Inferential statistics
Inferential statistics allows us to make predictions or inferences about a population based on a sample of data. This includes estimating population parameters, testing hypotheses, and making predictions.
Example
Suppose we have the following data set showing the test scores of a group of 10 students:
Test Scores: 82, 90, 76, 88, 95, 79, 84, 92, 78, 81
We can calculate the mean, median and mode as follows:
- Mean: sum of scores, divided by the number of observations:
Mean = (82 + 90 + 76 + 88 + 95 + 79 + 84 + 92 + 78 + 81) / 10 = 84.5
- Median: The middle score when the data is arranged in ascending order:
Ordered Scores: 76, 78, 79, 81, 82, 84, 88, 90, 92, 95
Median = (82 + 84) / 2 = 83 - Mode: Most Frequent Score:
Mode = None (all scores appear only once)
Probability distributions
Probability distributions describe how the probabilities of different outcomes are distributed in the sample space.

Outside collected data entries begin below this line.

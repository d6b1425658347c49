use std::time::Duration;

use crate::naming::{Component, Name};

type Payload = Vec<u8>;

/// A response packet carrying (a segment of) named content.
#[derive(Debug, Clone, PartialEq, Eq, Default)]
pub struct Data {
    pub name: Name,
    pub content_type: u32,
    /// Name component of the last segment of the object, if the producer knows it.
    pub final_block_id: Option<Component>,
    pub content: Payload,
}

impl Data {
    pub fn new(name: Name, content: impl Into<Payload>) -> Self {
        Self {
            name,
            content: content.into(),
            ..Default::default()
        }
    }

    /// True if this packet declares itself the last segment of the object.
    pub fn is_final_block(&self) -> bool {
        match (&self.final_block_id, self.name.last()) {
            (Some(f), Some(last)) => f == last,
            _ => false,
        }
    }
}

/// An outgoing request for one segment.
#[derive(Debug, Clone, PartialEq, Eq)]
pub struct Request {
    pub name: Name,
    pub lifetime: Duration,
    /// Opaque to the network. Echoed back in the matching [`Response`].
    pub token: u64,
}

/// What the fetcher asks the face to do.
#[derive(Debug, Clone, PartialEq, Eq)]
pub enum FaceCommand {
    Send(Request),
    /// Best-effort withdrawal of an outstanding request.
    Cancel(Request),
}

impl FaceCommand {
    pub fn request(&self) -> &Request {
        match self {
            FaceCommand::Send(r) | FaceCommand::Cancel(r) => r,
        }
    }
}

/// An incoming response from the face.
#[derive(Debug, Clone, PartialEq, Eq)]
pub struct Response {
    pub data: Data,
    /// Token of the request this answers, if the face could correlate it.
    pub token: Option<u64>,
    /// Congestion mark set by the network. 0 means none.
    pub congestion_mark: u8,
}

impl Response {
    pub fn new(data: Data, token: Option<u64>) -> Self {
        Self {
            data,
            token,
            congestion_mark: 0,
        }
    }
}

Normal distributions include:
Discrete distribution
- Binomial distribution: Describes the number of successes in a fixed number of independent Bernoulli trials (e.g., tossing a coin).

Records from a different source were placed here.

//! Segment scheduling state machine.
//!
//! Time is always passed in explicitly, and requests leave as [`Command`]s collected in an
//! outbox, so every transition can be driven step by step without a network or a runtime.
//! [`crate::fetcher::SegmentFetcher`] funnels responses, ticks and cancellation into it.

use std::{
    collections::{BTreeMap, VecDeque},
    ops::Bound,
    time::{Duration, Instant},
};

use tracing::{debug, trace, warn};

use crate::{
    congestion::SharedCongestion,
    error::{Error, OptionContext, Result},
    metrics::METRICS,
    rtte::SharedRttEstimator,
};

#[derive(Debug, Clone, Copy, PartialEq, Eq)]
pub enum FetchState {
    Running,
    Completed,
    Failed,
}

#[derive(Debug, Clone, Copy, PartialEq, Eq)]
pub(crate) enum Command {
    /// (Re)transmit a request. `rto` is the timeout it was armed with.
    Send {
        segment: u64,
        rto: Duration,
        retx_count: usize,
    },
    Cancel {
        segment: u64,
    },
}

/// A segment requested but not yet completed.
#[derive(Debug)]
struct SegState {
    // Time of the most recent transmission.
    sent_at: Instant,
    rto_deadline: Instant,
    // Number of retransmissions, 0 on the initial request.
    retx_count: usize,
    queued_for_retx: bool,
}

pub(crate) struct FetchLogic {
    state: FetchState,

    // Lowest segment number not dispatched yet. None once u64::MAX went out.
    next_segment: Option<u64>,
    // Inclusive. None until known.
    last_segment: Option<u64>,
    last_segment_from_marker: bool,
    highest_completed: Option<u64>,

    completed: u64,
    retransmissions: u64,

    // Segments with at least one request sent whose response has not arrived.
    pending: BTreeMap<u64, SegState>,
    // Subset of pending whose RTO expired, in expiry order.
    retx_queue: VecDeque<u64>,

    // Window decreases are allowed once per RTO: a single loss episode must not compound.
    next_cwnd_decrease: Option<Instant>,

    retx_limit: usize,
    congestion: SharedCongestion,
    rtte: SharedRttEstimator,

    outbox: Vec<Command>,
}

impl FetchLogic {
    pub fn new(
        first_segment: u64,
        last_segment: Option<u64>,
        retx_limit: usize,
        congestion: SharedCongestion,
        rtte: SharedRttEstimator,
    ) -> Self {
        Self {
            state: FetchState::Running,
            next_segment: Some(first_segment),
            last_segment,
            last_segment_from_marker: false,
            highest_completed: None,
            completed: 0,
            retransmissions: 0,
            pending: BTreeMap::new(),
            retx_queue: VecDeque::new(),
            next_cwnd_decrease: None,
            retx_limit,
            congestion,
            rtte,
            outbox: Vec::new(),
        }
    }

    pub fn state(&self) -> FetchState {
        self.state
    }

    pub fn completed(&self) -> u64 {
        self.completed
    }

    pub fn retransmissions(&self) -> u64 {
        self.retransmissions
    }

    pub fn last_segment(&self) -> Option<u64> {
        self.last_segment
    }

    pub fn pending_len(&self) -> usize {
        self.pending.len()
    }

    pub fn is_pending(&self, segment: u64) -> bool {
        self.pending.contains_key(&segment)
    }

    pub fn take_commands(&mut self) -> Vec<Command> {
        std::mem::take(&mut self.outbox)
    }

    /// Stop issuing work and withdraw everything in flight.
    pub fn abort(&mut self) {
        if !self.pending.is_empty() {
            debug!(pending = self.pending.len(), "withdrawing pending requests");
        }
        for segment in std::mem::take(&mut self.pending).into_keys() {
            self.outbox.push(Command::Cancel { segment });
        }
        self.retx_queue.clear();
        if self.state == FetchState::Running {
            self.state = FetchState::Failed;
        }
    }

    /// Mark the fetch failed without withdrawing anything, e.g. when the face is gone.
    pub fn fail(&mut self) {
        self.state = FetchState::Failed;
    }

    /// Handle a response for `segment`.
    ///
    /// `final_segment` is the last segment number declared by the response, if any.
    /// Returns true if the segment got completed by this response. Responses for segments
    /// that aren't pending are ignored.
    pub fn on_response(
        &mut self,
        now: Instant,
        segment: u64,
        congestion_marked: bool,
        final_segment: Option<u64>,
    ) -> bool {
        if self.state != FetchState::Running {
            return false;
        }
        if self.last_segment.is_some_and(|last| segment > last) {
            trace!(segment, "response past the final segment, ignoring");
            return false;
        }
        let Some(st) = self.pending.remove(&segment) else {
            trace!(segment, "response for a segment that isn't pending, ignoring");
            return false;
        };
        if st.queued_for_retx {
            self.retx_queue.retain(|s| *s != segment);
        }

        let rtt = now.saturating_duration_since(st.sent_at);
        if st.retx_count == 0 {
            // Pending count includes this segment.
            self.rtte.push(rtt, self.pending.len() + 1);
            METRICS.rtt.record(rtt.as_secs_f64());
        }

        if congestion_marked {
            METRICS.congestion_marks.increment(1);
            self.decrease_cwnd(now, "congestion mark");
        } else {
            self.congestion.increase(now, rtt);
        }

        self.completed += 1;
        self.highest_completed = Some(self.highest_completed.map_or(segment, |h| h.max(segment)));
        METRICS.segments_received.increment(1);
        trace!(segment, ?rtt, retx_count = st.retx_count, "segment completed");

        if let Some(final_segment) = final_segment {
            self.set_last_segment(final_segment);
        }
        true
    }

    fn set_last_segment(&mut self, value: u64) {
        if self.last_segment == Some(value) {
            return;
        }
        if self.last_segment_from_marker {
            warn!(
                known = ?self.last_segment,
                received = value,
                "conflicting final segment marker, ignoring"
            );
            return;
        }
        if let Some(highest) = self.highest_completed {
            if value < highest {
                warn!(
                    received = value,
                    highest_completed = highest,
                    "final segment marker below an already completed segment, ignoring"
                );
                return;
            }
        }
        if let Some(bound) = self.last_segment {
            if value > bound {
                debug!(
                    received = value,
                    bound, "final segment is past the requested range, keeping the range"
                );
                return;
            }
        }
        debug!(last_segment = value, "final segment learned");
        self.last_segment = Some(value);
        self.last_segment_from_marker = true;
    }

    /// Purge segments past the final one, and queue RTO-expired segments for retransmission.
    pub fn process_rto_expiry(&mut self, now: Instant) -> Result<()> {
        if self.state != FetchState::Running {
            return Ok(());
        }

        if let Some(last) = self.last_segment {
            let beyond: Vec<u64> = self
                .pending
                .range((Bound::Excluded(last), Bound::Unbounded))
                .map(|(segment, _)| *segment)
                .collect();
            if !beyond.is_empty() {
                debug!(count = beyond.len(), last, "purging segments past the final segment");
            }
            for segment in beyond {
                let st = self
                    .pending
                    .remove(&segment)
                    .context("bug: purged segment must be pending")?;
                if st.queued_for_retx {
                    self.retx_queue.retain(|s| *s != segment);
                }
                // Retransmitted requests are left to expire in the network.
                if st.retx_count == 0 {
                    self.outbox.push(Command::Cancel { segment });
                }
            }
        }

        let mut expired = Vec::new();
        for (&segment, st) in self.pending.iter() {
            if st.queued_for_retx || now < st.rto_deadline {
                continue;
            }
            if st.retx_count >= self.retx_limit {
                debug!(segment, retx_count = st.retx_count, "exceeded retransmission limit");
                self.state = FetchState::Failed;
                return Err(Error::ExceededRetxLimit { segment });
            }
            expired.push((segment, st.rto_deadline));
        }

        for (segment, rto_deadline) in expired {
            if self.decrease_cwnd(rto_deadline, "rto") {
                self.rtte.backoff();
            }
            let st = self
                .pending
                .get_mut(&segment)
                .context("bug: expired segment must be pending")?;
            st.queued_for_retx = true;
            self.retx_queue.push_back(segment);
            trace!(segment, "rto expired, queued for retransmission");
        }
        Ok(())
    }

    /// Issue requests while the congestion window allows: retransmissions first, then new
    /// segments. Transitions to Completed when there's nothing left to do.
    pub fn dispatch(&mut self, now: Instant) -> Result<()> {
        if self.state != FetchState::Running {
            return Ok(());
        }

        loop {
            let in_flight = self.pending.len() - self.retx_queue.len();
            if in_flight as f64 >= self.congestion.cwnd() {
                trace!(in_flight, "congestion window full");
                return Ok(());
            }

            if let Some(segment) = self.retx_queue.pop_front() {
                let rto = self.rtte.rto();
                let st = self
                    .pending
                    .get_mut(&segment)
                    .context("bug: retransmit queue out of sync with pending")?;
                st.queued_for_retx = false;
                st.retx_count += 1;
                st.sent_at = now;
                st.rto_deadline = now + rto;
                self.retransmissions += 1;
                METRICS.retransmissions.increment(1);
                debug!(segment, retx_count = st.retx_count, ?rto, "retransmitting");
                self.outbox.push(Command::Send {
                    segment,
                    rto,
                    retx_count: st.retx_count,
                });
                continue;
            }

            if let Some(segment) = self
                .next_segment
                .filter(|s| self.last_segment.is_none_or(|last| *s <= last))
            {
                self.next_segment = segment.checked_add(1);
                let rto = self.rtte.rto();
                self.pending.insert(
                    segment,
                    SegState {
                        sent_at: now,
                        rto_deadline: now + rto,
                        retx_count: 0,
                        queued_for_retx: false,
                    },
                );
                trace!(segment, ?rto, "requesting");
                self.outbox.push(Command::Send {
                    segment,
                    rto,
                    retx_count: 0,
                });
                continue;
            }

            if self.pending.is_empty() {
                debug!(completed = self.completed, "fetch completed");
                self.state = FetchState::Completed;
            }
            return Ok(());
        }
    }

    /// One full step without a response: expiry scan followed by dispatch.
    pub fn tick(&mut self, now: Instant) -> Result<()> {
        self.process_rto_expiry(now)?;
        self.dispatch(now)
    }

    /// Earliest RTO deadline among requests still in the network.
    pub fn next_deadline(&self) -> Option<Instant> {
        self.pending
            .values()
            .filter(|st| !st.queued_for_retx)
            .map(|st| st.rto_deadline)
            .min()
    }

    /// Decrease the window if allowed, returns whether it happened.
    fn decrease_cwnd(&mut self, effective_at: Instant, reason: &'static str) -> bool {
        if let Some(next) = self.next_cwnd_decrease {
            if effective_at < next {
                trace!(reason, "window decrease suppressed within the same loss episode");
                return false;
            }
        }
        self.next_cwnd_decrease = Some(effective_at + self.rtte.rto());
        let update = self.congestion.decrease(effective_at);
        METRICS.window_decreases.increment(1);
        debug!(reason, ?update, "window decreased");
        true
    }
}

- Poisson distribution: Describes the number of events that occur in a certain interval of time or space.
Continuous delivery
- Normal distribution: Also known as the Gaussian distribution, this is a bell-shaped curve that is symmetric about the mean (e.g., people's height).

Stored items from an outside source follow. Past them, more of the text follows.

pub mod cubic;
pub mod fixed;
pub mod tracing;

use std::{
    sync::Arc,
    time::{Duration, Instant},
};

use parking_lot::Mutex;
use tokio::sync::watch;

use crate::{
    constants::{DEFAULT_CUBIC_BETA, DEFAULT_CUBIC_C, DEFAULT_CUBIC_IW},
    error::{Error, Result},
    utils::run_before_and_after_if_changed,
};

use self::{cubic::Cubic, fixed::FixedWindow, tracing::TracingAvoidance};

/// Congestion avoidance policy. Owns the congestion window, measured in segments.
///
/// The window is only ever changed through [`increase`](Self::increase) and
/// [`decrease`](Self::decrease).
pub trait CongestionAvoidance: Send + core::fmt::Debug {
    /// Maximum number of segments allowed to be outstanding.
    fn cwnd(&self) -> f64;

    /// Called once per successful, non-congestion-marked response.
    fn increase(&mut self, now: Instant, rtt: Duration);

    /// Called at most once per loss or congestion episode. Must leave the window finite
    /// and non-negative.
    fn decrease(&mut self, now: Instant);
}

impl<T: CongestionAvoidance + ?Sized> CongestionAvoidance for Box<T> {
    fn cwnd(&self) -> f64 {
        (**self).cwnd()
    }

    fn increase(&mut self, now: Instant, rtt: Duration) {
        (**self).increase(now, rtt)
    }

    fn decrease(&mut self, now: Instant) {
        (**self).decrease(now)
    }
}

/// A change of the congestion window.
#[derive(Debug, Clone, Copy, PartialEq)]
pub struct WindowUpdate {
    pub before: f64,
    pub after: f64,
}

struct SharedCongestionInner {
    ca: Mutex<Box<dyn CongestionAvoidance>>,
    cwnd_tx: watch::Sender<f64>,
}

/// Handle to a congestion avoidance policy.
///
/// Cloning it shares the same window, so several fetchers on one path can compete as a
/// single flow. Every change of the window is returned to the caller that caused it and
/// published to receivers obtained with [`subscribe`](Self::subscribe).
#[derive(Clone)]
pub struct SharedCongestion {
    inner: Arc<SharedCongestionInner>,
}

impl core::fmt::Debug for SharedCongestion {
    fn fmt(&self, f: &mut std::fmt::Formatter<'_>) -> std::fmt::Result {
        write!(f, "{:?}", self.inner.ca.lock())
    }
}

impl SharedCongestion {
    pub fn new(ca: impl CongestionAvoidance + 'static) -> Self {
        Self::from_boxed(Box::new(ca))
    }

    pub fn from_boxed(ca: Box<dyn CongestionAvoidance>) -> Self {
        let (cwnd_tx, _) = watch::channel(ca.cwnd());
        Self {
            inner: Arc::new(SharedCongestionInner {
                ca: Mutex::new(ca),
                cwnd_tx,
            }),
        }
    }

    pub fn cwnd(&self) -> f64 {
        self.inner.ca.lock().cwnd()
    }

    pub fn increase(&self, now: Instant, rtt: Duration) -> Option<WindowUpdate> {
        self.update(|ca| ca.increase(now, rtt))
    }

    pub fn decrease(&self, now: Instant) -> Option<WindowUpdate> {
        self.update(|ca| ca.decrease(now))
    }

    /// Receive the window value after every change.
    pub fn subscribe(&self) -> watch::Receiver<f64> {
        self.inner.cwnd_tx.subscribe()
    }

    fn update(&self, f: impl FnOnce(&mut dyn CongestionAvoidance)) -> Option<WindowUpdate> {
        let mut update = None;
        {
            let mut ca = self.inner.ca.lock();
            run_before_and_after_if_changed(
                &mut *ca,
                |ca| ca.cwnd(),
                |ca| f(&mut **ca),
                |_, before, after| {
                    update = Some(WindowUpdate {
                        before: *before,
                        after: *after,
                    })
                },
            );
        }
        if let Some(u) = update {
            self.inner.cwnd_tx.send_replace(u.after);
        }
        update
    }
}

#[derive(Debug, Clone, Copy, PartialEq)]
pub enum CongestionAvoidanceKind {
    Cubic { iw: f64, c: f64, beta: f64 },
    Fixed { cwnd: f64 },
}

impl Default for CongestionAvoidanceKind {
    fn default() -> Self {
        CongestionAvoidanceKind::Cubic {
            iw: DEFAULT_CUBIC_IW,
            c: DEFAULT_CUBIC_C,
            beta: DEFAULT_CUBIC_BETA,
        }
    }
}

#[derive(Debug, Default, Clone, Copy)]
pub struct CongestionConfig {
    pub kind: CongestionAvoidanceKind,
    pub tracing: bool,
}

impl CongestionConfig {
    pub(crate) fn validate(&self) -> Result<()> {
        match self.kind {
            CongestionAvoidanceKind::Cubic { iw, c, beta } => {
                if !(iw > 0. && iw.is_finite()) {
                    return Err(Error::InvalidOptions("cubic iw must be positive"));
                }
                if !(c > 0. && c.is_finite()) {
                    return Err(Error::InvalidOptions("cubic c must be positive"));
                }
                if !(beta > 0. && beta < 1.) {
                    return Err(Error::InvalidOptions("cubic beta must be within (0, 1)"));
                }
            }
            CongestionAvoidanceKind::Fixed { cwnd } => {
                if !(cwnd >= 1. && cwnd.is_finite()) {
                    return Err(Error::InvalidOptions("fixed cwnd must be at least 1"));
                }
            }
        }
        Ok(())
    }

    pub(crate) fn create(&self) -> SharedCongestion {
        let ca: Box<dyn CongestionAvoidance> = match self.kind {
            CongestionAvoidanceKind::Cubic { iw, c, beta } => Box::new(Cubic::new(iw, c, beta)),
            CongestionAvoidanceKind::Fixed { cwnd } => Box::new(FixedWindow::new(cwnd)),
        };
        if self.tracing {
            ::tracing::debug!("enabling congestion tracing");
            return SharedCongestion::from_boxed(Box::new(TracingAvoidance::new(ca)));
        }
        SharedCongestion::from_boxed(ca)
    }
}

- Exponential distribution: Describes the time between events in a Poisson process.
Conclusion
Probability and statistics together form a fundamental part of mathematics that helps understand and deal with uncertainty. From predicting outcomes based on probability models to analyzing real-world data with statistical techniques, these fields provide powerful tools for decision-making in various fields such as business, engineering, healthcare, and more. With an understanding of basic concepts such as sample space, events, probability rules, and statistical measures, one can effectively interpret data and draw conclusions that guide action. As you delve deeper into each topic, the mathematical elegance and practical applications will become apparent, demonstrating the richness and utility of probability and statistics in the real world.